++++ Dataset records
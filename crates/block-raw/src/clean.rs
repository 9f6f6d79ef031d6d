//! Schema-driven removal of disallowed markup.

use block_html::{NodeId, Tree};
use block_model::{ContentSchema, SchemaChildren, SchemaNode, TEXT_NODE};

use crate::filter::{is_empty, is_phrasing_node, next_element_sibling};

/// Removes everything `schema` does not allow from `html`.
///
/// Disallowed elements are unwrapped so their content survives and is
/// checked against the same schema. Allowed elements lose attributes and
/// classes the schema does not list, and are dropped when they should have
/// content but are empty. With `inline`, a `br` takes the place of each
/// unwrapped block element that is followed by another element.
///
/// # Example
/// ```
/// use block_model::phrasing_content_schema;
/// use block_raw::remove_invalid_html;
///
/// let html = remove_invalid_html(r#"<div><b style="x">Hi</b></div>"#, &phrasing_content_schema(true), false);
/// assert_eq!(html, "<b>Hi</b>");
/// ```
pub fn remove_invalid_html(html: &str, schema: &ContentSchema, inline: bool) -> String {
    let mut tree = Tree::parse_fragment(html);
    let root = tree.root();
    clean_children(&mut tree, root, schema, inline);
    tree.to_html()
}

fn clean_children(tree: &mut Tree, parent: NodeId, schema: &ContentSchema, inline: bool) {
    for node in tree.children(parent) {
        clean_node(tree, node, schema, inline);
    }
}

/// The schema rule that admits `node`, if any.
fn rule_for<'s>(tree: &Tree, node: NodeId, schema: &'s ContentSchema) -> Option<&'s SchemaNode> {
    let key = if tree.is_text(node) {
        TEXT_NODE
    } else {
        tree.tag_name(node)?
    };
    let rule = schema.get(key)?;
    match &rule.is_match {
        Some(is_match) if !is_match(tree, node) => None,
        _ => Some(rule),
    }
}

fn clean_node(tree: &mut Tree, node: NodeId, schema: &ContentSchema, inline: bool) {
    let Some(rule) = rule_for(tree, node, schema) else {
        clean_children(tree, node, schema, inline);
        if inline && !is_phrasing_node(tree, node) && next_element_sibling(tree, node).is_some() {
            let br = tree.create_element("br");
            tree.insert_after(node, br);
        }
        tree.unwrap(node);
        return;
    };
    if !tree.is_element(node) {
        return;
    }

    if rule.children.is_some() && !rule.allow_empty && is_empty(tree, node) {
        tree.remove(node);
        return;
    }

    tree.retain_attrs(node, |name, _| name == "class" || rule.attributes.iter().any(|a| a == name));
    if let Some(class) = tree.attr(node, "class").map(str::to_string) {
        let kept: Vec<&str> = class.split_whitespace().filter(|c| rule.allows_class(c)).collect();
        if kept.is_empty() {
            tree.remove_attr(node, "class");
        } else {
            tree.set_attr(node, "class", kept.join(" "));
        }
    }

    if !tree.has_children(node) {
        return;
    }
    match &rule.children {
        None => {
            for child in tree.children(node) {
                tree.remove(child);
            }
        }
        Some(SchemaChildren::Any) => {}
        Some(children) => {
            let requirement_missing =
                !rule.require.is_empty() && tree.query(node, &rule.require.join(",")).is_none();
            if requirement_missing {
                clean_children(tree, node, schema, inline);
                tree.unwrap(node);
            } else if tree.parent(node) == Some(tree.root()) && is_phrasing_node(tree, node) {
                clean_children(tree, node, schema, inline);
                let holds_blocks = tree
                    .children(node)
                    .into_iter()
                    .any(|child| !is_phrasing_node(tree, child));
                if holds_blocks {
                    tree.unwrap(node);
                }
            } else {
                let child_schema = children.resolve().unwrap_or_default();
                clean_children(tree, node, &child_schema, inline);
            }
        }
    }
}
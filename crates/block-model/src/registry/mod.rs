//! Block type registry
//!
//! Holds every known block type, the categories they belong to, and the
//! names of the types used for content nothing else claims.

mod store;
mod types;

pub use store::{BlockRegistry, DEFAULT_CATEGORIES, MAX_KEYWORDS};
pub use types::{
    BlockCategory, BlockType, BlockTypeSummary, CLASS_NAME, CUSTOM_CLASS_NAME, Deprecation,
    EligibleFn, INNER_BLOCKS, MigrateFn, SaveFn,
};
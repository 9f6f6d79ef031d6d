//! Property tests for round trips and header minimality.

use block_model::library::{HEADING, PARAGRAPH};
use block_model::{Attributes, BlockRegistry, create_block, get_comment_attributes, get_save_content, parse, serialize};
use proptest::prelude::*;
use serde_json::json;

proptest! {
    #[test]
    fn test_paragraph_round_trip(text in "[a-zA-Z0-9][a-zA-Z0-9 ,.]{0,40}", drop_cap in any::<bool>()) {
        let registry = BlockRegistry::with_builtins();
        let mut attrs = Attributes::new();
        attrs.insert("content".into(), json!(text));
        attrs.insert("dropCap".into(), json!(drop_cap));
        let block = create_block(&registry, PARAGRAPH, attrs, Vec::new());

        let written = serialize(&registry, std::slice::from_ref(&block));
        let parsed = parse(&registry, &written);
        prop_assert_eq!(parsed.len(), 1);
        prop_assert!(parsed[0].is_valid());
        prop_assert_eq!(parsed[0].attributes(), block.attributes());
        prop_assert_eq!(serialize(&registry, &parsed), written);
    }

    #[test]
    fn test_header_never_repeats_markup(text in "[a-z]{1,20}", level in 1i64..=6) {
        let registry = BlockRegistry::with_builtins();
        let mut attrs = Attributes::new();
        attrs.insert("content".into(), json!(text));
        attrs.insert("level".into(), json!(level));
        let block = create_block(&registry, HEADING, attrs, Vec::new());
        let block_type = registry.get(HEADING).unwrap();

        let html = get_save_content(block_type, block.attributes(), "").unwrap();
        let header = get_comment_attributes(block_type, block.attributes(), &html);
        prop_assert!(!header.contains_key("content"));
        prop_assert_eq!(header.contains_key("level"), level != 2);
    }

    #[test]
    fn test_parse_never_panics(input in "[ -~\\n]{0,200}") {
        let registry = BlockRegistry::with_builtins();
        let blocks = parse(&registry, &input);
        let _ = serialize(&registry, &blocks);
    }
}
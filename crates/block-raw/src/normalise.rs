//! Paragraph structure for loose content.

use block_html::Tree;

use crate::filter::{is_empty, is_phrasing_node};

/// Wraps top-level text and inline elements in paragraphs.
///
/// Consecutive inline content shares a paragraph; a double `br` starts a
/// new one. Empty paragraphs and whitespace-only text are dropped, as is a
/// `br` that would open a paragraph. Block elements pass through.
///
/// # Example
/// ```
/// use block_raw::normalise_blocks;
///
/// assert_eq!(
///     normalise_blocks("One<br><br>Two<h2>Title</h2>"),
///     "<p>One</p><p>Two</p><h2>Title</h2>"
/// );
/// ```
pub fn normalise_blocks(html: &str) -> String {
    let mut tree = Tree::parse_fragment(html);
    let source = tree.root();
    let output = tree.create_element("body");

    while let Some(node) = tree.first_child(source) {
        let last_paragraph = tree.last_child(output).filter(|last| tree.is_tag(*last, "p"));

        if tree.is_text(node) {
            if is_empty(&tree, node) {
                tree.remove(node);
                continue;
            }
            let paragraph = last_paragraph.unwrap_or_else(|| append_paragraph(&mut tree, output));
            tree.append(paragraph, node);
        } else if tree.is_tag(node, "br") {
            if let Some(next) = tree.next_sibling(node).filter(|next| tree.is_tag(*next, "br")) {
                append_paragraph(&mut tree, output);
                tree.remove(next);
            }
            let open = tree
                .last_child(output)
                .filter(|last| tree.is_tag(*last, "p") && tree.has_children(*last));
            match open {
                Some(paragraph) => tree.append(paragraph, node),
                None => tree.remove(node),
            }
        } else if tree.is_tag(node, "p") {
            if is_empty(&tree, node) {
                tree.remove(node);
            } else {
                tree.append(output, node);
            }
        } else if tree.is_element(node) {
            if is_phrasing_node(&tree, node) {
                let paragraph = last_paragraph.unwrap_or_else(|| append_paragraph(&mut tree, output));
                tree.append(paragraph, node);
            } else {
                tree.append(output, node);
            }
        } else {
            tree.remove(node);
        }
    }

    tree.inner_html(output)
}

fn append_paragraph(tree: &mut Tree, parent: block_html::NodeId) -> block_html::NodeId {
    let paragraph = tree.create_element("p");
    tree.append(parent, paragraph);
    paragraph
}

#[cfg(test)]
mod tests {
    use super::*;
    use pretty_assertions::assert_eq;
    use rstest::rstest;

    #[rstest]
    #[case::text("Hello", "<p>Hello</p>")]
    #[case::inline_run("a <em>b</em> c", "<p>a <em>b</em> c</p>")]
    #[case::single_break("a<br>b", "<p>a<br>b</p>")]
    #[case::double_break("a<br><br>b", "<p>a</p><p>b</p>")]
    #[case::leading_break("<br>a", "<p>a</p>")]
    #[case::block_between("a<ul><li>x</li></ul>b", "<p>a</p><ul><li>x</li></ul><p>b</p>")]
    #[case::empty_paragraph("<p> </p><p>x</p>", "<p>x</p>")]
    #[case::whitespace_text("\n<h2>T</h2>\n", "<h2>T</h2>")]
    #[case::comment("<!-- c --><p>x</p>", "<p>x</p>")]
    fn test_normalise_blocks(#[case] input: &str, #[case] expected: &str) {
        assert_eq!(normalise_blocks(input), expected);
    }

    #[test]
    fn test_normalise_is_idempotent() {
        let once = normalise_blocks("a<br><br>b<em>c</em><p>d</p>e");
        assert_eq!(normalise_blocks(&once), once);
    }
}
//! End-to-end tests for pasted content
//!
//! Content goes through the raw handler, is written as a document and read
//! back; what comes back must be valid and carry the same attributes.

use block_model::library::{HEADING, IMAGE, LIST, PARAGRAPH, QUOTE, SEPARATOR, SHORTCODE, TABLE};
use block_model::{Block, BlockRegistry, parse, serialize};
use block_raw::{RawInput, RawMode, raw_handler};
use pretty_assertions::assert_eq;

fn paste(registry: &BlockRegistry, input: RawInput) -> Vec<Block> {
    raw_handler(registry, &input)
        .into_blocks()
        .expect("pasted content should become blocks")
}

fn assert_survives_round_trip(registry: &BlockRegistry, blocks: &[Block]) {
    let document = serialize(registry, blocks);
    let reparsed = parse(registry, &document);
    assert_eq!(reparsed.len(), blocks.len(), "{document}");
    for (before, after) in blocks.iter().zip(&reparsed) {
        assert!(after.is_valid(), "{} is invalid in:\n{document}\n{:?}", after.name(), after.validation_issues());
        assert_eq!(after.name(), before.name());
        assert_eq!(after.attributes(), before.attributes());
    }
}

#[test]
fn test_rich_page_survives_round_trip() {
    let registry = BlockRegistry::with_builtins();
    let html = concat!(
        "<h2>Results</h2>",
        "<p>We measured <b>three</b> things.</p>",
        "<ul><li>Speed</li><li>Memory</li></ul>",
        "<blockquote>Worth it.</blockquote>",
        "<hr>",
        "<p><img src=\"https://example.com/chart.png\" alt=\"Chart\"></p>",
        "<table><tr><th>Run</th></tr><tr><td>1</td></tr></table>",
    );
    let blocks = paste(&registry, RawInput::html(html));
    let names: Vec<&str> = blocks.iter().map(|b| b.name()).collect();
    assert_eq!(names, vec![HEADING, PARAGRAPH, LIST, QUOTE, SEPARATOR, IMAGE, TABLE]);
    assert_survives_round_trip(&registry, &blocks);
}

#[test]
fn test_markdown_survives_round_trip() {
    let registry = BlockRegistry::with_builtins();
    let markdown = "# Plan\n\nShip the *parser* first.\n\n1. Grammar\n2. Model\n\n> Keep it simple\n\n---\n";
    let blocks = paste(&registry, RawInput::plain_text(markdown));
    let names: Vec<&str> = blocks.iter().map(|b| b.name()).collect();
    assert_eq!(names, vec![HEADING, PARAGRAPH, LIST, QUOTE, SEPARATOR]);
    assert_survives_round_trip(&registry, &blocks);
}

#[test]
fn test_shortcode_block_survives_round_trip() {
    let registry = BlockRegistry::with_builtins();
    let blocks = paste(&registry, RawInput::html("<p>Before</p>\n[newsletter id=\"4\"]\n<p>After</p>"));
    let names: Vec<&str> = blocks.iter().map(|b| b.name()).collect();
    assert_eq!(names, vec![PARAGRAPH, SHORTCODE, PARAGRAPH]);
    assert_survives_round_trip(&registry, &blocks);
}

#[test]
fn test_repasting_a_document_keeps_its_blocks() {
    let registry = BlockRegistry::with_builtins();
    let first = paste(&registry, RawInput::html("<h3>Title</h3><p>Body <em>text</em></p>"));
    let document = serialize(&registry, &first);

    let second = paste(&registry, RawInput::html(document).with_mode(RawMode::Blocks));
    assert_eq!(second.len(), first.len());
    for (a, b) in first.iter().zip(&second) {
        assert_eq!(a.name(), b.name());
        assert_eq!(a.attributes(), b.attributes());
    }
}

#[test]
fn test_google_docs_wrapper_is_dropped() {
    let registry = BlockRegistry::with_builtins();
    let html = "<b style=\"font-weight:normal;\" id=\"docs-internal-guid-1234\"><p>First</p><p>Second</p></b>";
    let blocks = paste(&registry, RawInput::html(html));
    let contents: Vec<&str> = blocks
        .iter()
        .filter_map(|b| b.attribute("content").and_then(|v| v.as_str()))
        .collect();
    assert_eq!(contents, vec!["First", "Second"]);
}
++++++++
__Exercise details__
Look through the listing above and copy each line where the string "library" occurs.

__Result of the task__
use block_model::library::{HEADING, PARAGRAPH};
use block_model::library::{HEADING, IMAGE, LIST, PARAGRAPH, QUOTE, SEPARATOR, SHORTCODE, TABLE};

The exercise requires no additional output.